I knew a guy once who thought it was funny to drive over to where the illegals would line up at the Home Depot for work in the morning just to watch them attach themselves to his truck so he could laugh and drive off. I don’t remember who that guy was but I’m hoping he caught his own fresh hell in one way or another. If you grow up in Los Angeles you are in this dynamic every day, on one side or the other, and you must address your feelings on the subject in one way or another. The din of right-wing radio whipping up a bigoted furor over illegals day in and day out presents its side loudly and clearly. But very few are willing to go down the road and tell the story from the other side — the underside. Despite the growing population of Mexican-Americans here, and despite their economic contribution to our state, and despite the amount of money they put into buying movie tickets, the image reflected back at us at the movies is largely of our white community. Very few films are made about the Latino community that we co-exist with every day of our lives here.
I disagree with the filmmakers and maybe with the publicity team. I don’t think you should not talk about the elephant in the room – I think you should go there. How many parents wouldn’t risk traveling outside of Mexico to El Norte for a better life when there is nothing but poverty and drugs back home? Why wouldn’t they come here, work here, and struggle to give their kids what they didn’t have? Isn’t that what so many all over the world did? Isn’t that how America was made? But the doors have at last closed. The angry mobs have mostly won the illegal debate — any right-winger who shows any sympathy whatsoever is exiled. Liberals seem too afraid to confront the angry mob so they too are now being “tough on illegal immigration.”
I don’t really have the answer to the “illegal immigration” problem but A Better Life should, I think, be right in there as way to remind us of the human side of those we imagine are cramming themselves into tiny apartments, driving around with no license or registration, using our health clinics and schools. The human side is that they’re people, families, dads, sons, aunts, sisters. Yes, they’re forming gangs because what other options do they have? A Better Life shows the options – deportation, working illegally, marrying a US citizen. If you are here illegally you don’t have many options that are within the law – yet you can’t go home because what then?
I think it’s a subject worth arguing about. And I hope that people see A Better Life and that it leads to more discussions about the life or death struggle by people who are really just trying to feed themselves and their families.
But this is a controversial subject and I’m way off course. The point is, Bichir turns in one of the year’s best performances. I’ll leave you with what the Washington Post’s Ann Hornaday said about Bichir:
If “A Better Life” falls into too-pat schematic order at times, its emotional pull is undeniable, thanks in large part to Bichir’s quietly potent performance of a good man who’s incapable of doing the wrong thing until he does.
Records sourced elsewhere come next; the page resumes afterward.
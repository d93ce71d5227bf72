// src/provider/catalog.rs

//! 只识别链接、不提供下载途径的音乐目录服务

use super::Provider;
use crate::{
    constants::providers,
    error::{AppError, AppResult},
    models::{DownloadOptions, DownloadResult, MediaItem, ProgressSink, Track},
};
use async_trait::async_trait;
use log::info;
use url::Url;

fn path_segments(url: &Url) -> Vec<&str> {
    url.path_segments()
        .map(|s| s.filter(|seg| !seg.is_empty()).collect())
        .unwrap_or_default()
}

fn parse_web_url(reference: &str) -> Option<Url> {
    Url::parse(reference.trim())
        .ok()
        .filter(|u| matches!(u.scheme(), "http" | "https"))
}

fn is_spotify_reference(reference: &str) -> bool {
    let reference = reference.trim();
    // spotify:track:<id>
    if let Some(rest) = reference.strip_prefix("spotify:") {
        let mut parts = rest.splitn(2, ':');
        return matches!(parts.next(), Some("track" | "album" | "playlist"))
            && parts.next().is_some_and(|id| !id.is_empty());
    }

    let Some(url) = parse_web_url(reference) else {
        return false;
    };
    if !matches!(url.host_str(), Some("open.spotify.com" | "play.spotify.com")) {
        return false;
    }
    let segments = path_segments(&url);
    // 地区化的地址形如 /intl-de/track/<id>
    let segments = match segments.first() {
        Some(first) if first.starts_with("intl-") => &segments[1..],
        _ => &segments[..],
    };
    matches!(segments, [kind, _id, ..] if matches!(*kind, "track" | "album" | "playlist"))
}

fn is_apple_music_reference(reference: &str) -> bool {
    let Some(url) = parse_web_url(reference) else {
        return false;
    };
    if url.host_str() != Some("music.apple.com") {
        return false;
    }
    match path_segments(&url).as_slice() {
        [country, kind, _rest, ..] => {
            country.len() == 2
                && country.chars().all(|c| c.is_ascii_alphabetic())
                && matches!(*kind, "song" | "album" | "playlist")
        }
        _ => false,
    }
}

/// 目录类提供者: 能识别自己的链接，但解析和下载都会给出使用指引
#[derive(Debug, Clone)]
pub struct CatalogProvider {
    id: &'static str,
    display_name: &'static str,
    guidance: &'static str,
    matcher: fn(&str) -> bool,
}

impl CatalogProvider {
    pub fn spotify() -> Self {
        Self {
            id: providers::SPOTIFY,
            display_name: "Spotify",
            guidance: "Spotify 的内容受 DRM 保护，没有合法的直接下载途径。请在 YouTube Music 上搜索同名曲目或播放列表，然后使用该链接。",
            matcher: is_spotify_reference,
        }
    }

    pub fn apple_music() -> Self {
        Self {
            id: providers::APPLE_MUSIC,
            display_name: "Apple Music",
            guidance: "Apple Music 的内容受 DRM 保护，没有合法的直接下载途径。请在 YouTube Music 上搜索同名曲目或专辑，然后使用该链接。",
            matcher: is_apple_music_reference,
        }
    }

    fn unavailable(&self) -> AppError {
        info!("[{}] 请求了不提供下载的来源", self.id);
        AppError::ProviderUnavailable {
            provider_id: self.id.to_string(),
            guidance: self.guidance.to_string(),
        }
    }
}

#[async_trait]
impl Provider for CatalogProvider {
    fn id(&self) -> &str {
        self.id
    }

    fn display_name(&self) -> &str {
        self.display_name
    }

    fn can_handle(&self, reference: &str) -> bool {
        (self.matcher)(reference)
    }

    async fn resolve(&self, _reference: &str, _progress: &ProgressSink) -> AppResult<MediaItem> {
        Err(self.unavailable())
    }

    async fn download(
        &self,
        _track: &Track,
        _options: &DownloadOptions,
        _progress: &ProgressSink,
    ) -> AppResult<DownloadResult> {
        Err(self.unavailable())
    }
}

#[cfg(test)]
mod tests {
    use super::*;

    #[test]
    fn test_spotify_detection() {
        let p = CatalogProvider::spotify();
        assert!(p.can_handle("https://open.spotify.com/track/4uLU6hMCjMI75M1A2tKUQC"));
        assert!(p.can_handle("https://open.spotify.com/album/1DFixLWuPkv3KT3TnV35m3?si=x"));
        assert!(p.can_handle("https://open.spotify.com/intl-de/playlist/37i9dQZF1DXcBWIGoYBM5M"));
        assert!(p.can_handle("https://play.spotify.com/track/abc"));
        assert!(p.can_handle("spotify:track:4uLU6hMCjMI75M1A2tKUQC"));
        assert!(!p.can_handle("spotify:artist:abc"));
        assert!(!p.can_handle("https://open.spotify.com/artist/abc"));
        assert!(!p.can_handle("https://open.spotify.com/track/"));
        assert!(!p.can_handle("https://www.youtube.com/watch?v=x"));
    }

    #[test]
    fn test_apple_music_detection() {
        let p = CatalogProvider::apple_music();
        assert!(p.can_handle("https://music.apple.com/us/album/some-album/1440857781"));
        assert!(p.can_handle("https://music.apple.com/gb/playlist/today/pl.f4d106fed2bd41149aaacabb233eb5eb"));
        assert!(p.can_handle("https://music.apple.com/jp/song/name/1440857790"));
        assert!(!p.can_handle("https://music.apple.com/us/artist/x/1"));
        assert!(!p.can_handle("https://music.apple.com/album/x"));
        assert!(!p.can_handle("https://apple.com/us/album/x/1"));
    }

    #[tokio::test]
    async fn test_resolve_reports_guidance() {
        let p = CatalogProvider::spotify();
        let err = p
            .resolve("https://open.spotify.com/track/abc", &ProgressSink::noop())
            .await
            .unwrap_err();
        match err {
            AppError::ProviderUnavailable { provider_id, guidance } => {
                assert_eq!(provider_id, "spotify");
                assert!(guidance.contains("YouTube Music"));
            }
            other => panic!("unexpected: {:?}", other),
        }
    }
}
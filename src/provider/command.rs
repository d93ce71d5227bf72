// src/provider/command.rs

//! yt-dlp 命令行的构建。相同的 (来源, 选项) 总是得到相同的命令。

use crate::{constants::ytdlp, executor::JobCommand, models::DownloadOptions};
use log::warn;
use std::path::Path;

/// 流选择与后处理方案
#[derive(Debug, Clone, PartialEq, Eq)]
pub enum FormatPlan {
    /// 直接取用已有的音频流，不转码
    StreamCopy { selector: &'static str },
    /// 需要转码到指定编码和质量
    Convert {
        selector: &'static str,
        codec: String,
        quality: String,
    },
}

const ANY_AUDIO: &str = "251/140/139/bestaudio/best";
const PREFER_M4A: &str = "140/139/bestaudio[ext=m4a]/bestaudio/best";
const PREFER_OPUS: &str = "251/bestaudio[ext=opus]/bestaudio/best";

impl FormatPlan {
    pub fn for_request(audio_format: &str, audio_quality: &str) -> Self {
        let quality = if audio_quality.trim().is_empty() {
            crate::constants::DEFAULT_AUDIO_QUALITY.to_string()
        } else {
            audio_quality.trim().to_string()
        };
        match audio_format.trim().to_lowercase().as_str() {
            "" | "best" => FormatPlan::StreamCopy { selector: ANY_AUDIO },
            "m4a" => FormatPlan::StreamCopy { selector: PREFER_M4A },
            "opus" => FormatPlan::StreamCopy { selector: PREFER_OPUS },
            other => FormatPlan::Convert {
                selector: ANY_AUDIO,
                codec: other.to_string(),
                quality,
            },
        }
    }

    pub fn is_conversion(&self) -> bool {
        matches!(self, FormatPlan::Convert { .. })
    }

    fn push_args(&self, cmd: &mut JobCommand) {
        match self {
            FormatPlan::StreamCopy { selector } => {
                cmd.args(["-f", *selector, "--extract-audio", "--audio-format", "best"]);
            }
            FormatPlan::Convert {
                selector,
                codec,
                quality,
            } => {
                cmd.args(["-f", *selector, "--extract-audio", "--audio-format"])
                    .arg(codec.as_str())
                    .arg("--audio-quality")
                    .arg(quality.as_str());
            }
        }
    }
}

fn path_arg(path: &Path) -> String {
    path.to_string_lossy().into_owned()
}

/// 单个曲目的下载命令
pub fn build_download_command(tool: &Path, source: &str, options: &DownloadOptions) -> JobCommand {
    let mut cmd = JobCommand::new(tool);

    // --print 隐含 --quiet，需要显式恢复进度和日志输出
    cmd.args([
        "--newline",
        "--no-warnings",
        "--no-quiet",
        "--progress",
        "--progress-template",
        ytdlp::PROGRESS_TEMPLATE,
        "--no-mtime",
        "--no-part",
    ]);
    cmd.arg("-o")
        .arg(path_arg(&options.output_dir.join(ytdlp::OUTPUT_TEMPLATE)));
    cmd.args(["--print", ytdlp::PRINT_FINAL_PATH]);

    if cfg!(windows) {
        cmd.args(["--windows-filenames", "--trim-filenames", ytdlp::TRIM_FILENAMES]);
    }

    // --- 元数据 ---
    if options.parse_metadata_artist_title {
        cmd.args(["--parse-metadata", ytdlp::ARTIST_TITLE_PATTERN]);
    }
    cmd.arg("--add-metadata");
    // 避免 yt-dlp 把来源地址写进 comment / purl
    cmd.args(["--parse-metadata", ":(?P<meta_comment>)", "--parse-metadata", ":(?P<meta_purl>)"]);

    if options.strip_emojis {
        cmd.args(["--replace-in-metadata", "title", ytdlp::NON_LATIN_PATTERN, ""]);
    }

    if options.embed_thumbnail {
        cmd.args(["--embed-thumbnail", "--convert-thumbnails", "jpg"]);
        cmd.args(["--postprocessor-args", ytdlp::THUMBNAIL_ARGS]);
    }

    let plan = FormatPlan::for_request(&options.audio_format, &options.audio_quality);
    // 直接取流时 ffmpeg 只做 copy，无法同时套用滤镜
    if options.loudnorm && plan.is_conversion() {
        cmd.args(["--postprocessor-args", ytdlp::LOUDNORM_ARGS]);
    } else if options.loudnorm {
        warn!("格式 '{}' 不转码，忽略响度归一化", options.audio_format);
    }

    plan.push_args(&mut cmd);

    if let Some(cookies) = &options.cookies_path {
        cmd.arg("--cookies").arg(path_arg(cookies));
    }
    if let Some(ffmpeg) = &options.ffmpeg_path {
        cmd.arg("--ffmpeg-location").arg(path_arg(ffmpeg));
    }
    if let Some(tmp) = &options.tmp_dir {
        cmd.arg("-P").arg(format!("temp:{}", tmp.to_string_lossy()));
    }
    if options.use_archive
        && let Some(archive) = &options.archive_path
    {
        cmd.arg("--download-archive").arg(path_arg(archive));
    }

    cmd.arg(if options.overwrite {
        "--force-overwrites"
    } else {
        "--no-overwrites"
    });

    cmd.arg("--").arg(source);
    cmd
}

/// 只取元数据的解析命令。--ignore-errors 让不可用的播放列表条目不至于中止整个列表
pub fn build_resolve_command(tool: &Path, reference: &str, cookies: Option<&Path>) -> JobCommand {
    let mut cmd = JobCommand::new(tool);
    cmd.args(["-J", "--flat-playlist", "--no-warnings", "--ignore-errors"]);
    if let Some(cookies) = cookies {
        cmd.arg("--cookies").arg(path_arg(cookies));
    }
    cmd.arg("--").arg(reference.trim());
    cmd
}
Without a scintilla of showboating or begging for the audience’s sympathy, Bichir never allows Carlos to be a victim, instead giving him the dignity of his choices: good and bad, smart and dumb, legal and illegal.
“A Better Life” might not change any minds about immigration policy, but it illuminates the conversation with context, compassion and understanding. And by the time Carlos utters the film’s heart-stopper of a final line, audiences may feel ambivalent about where he’s going, but they’ll have a newly awakened sense of where he’s coming from.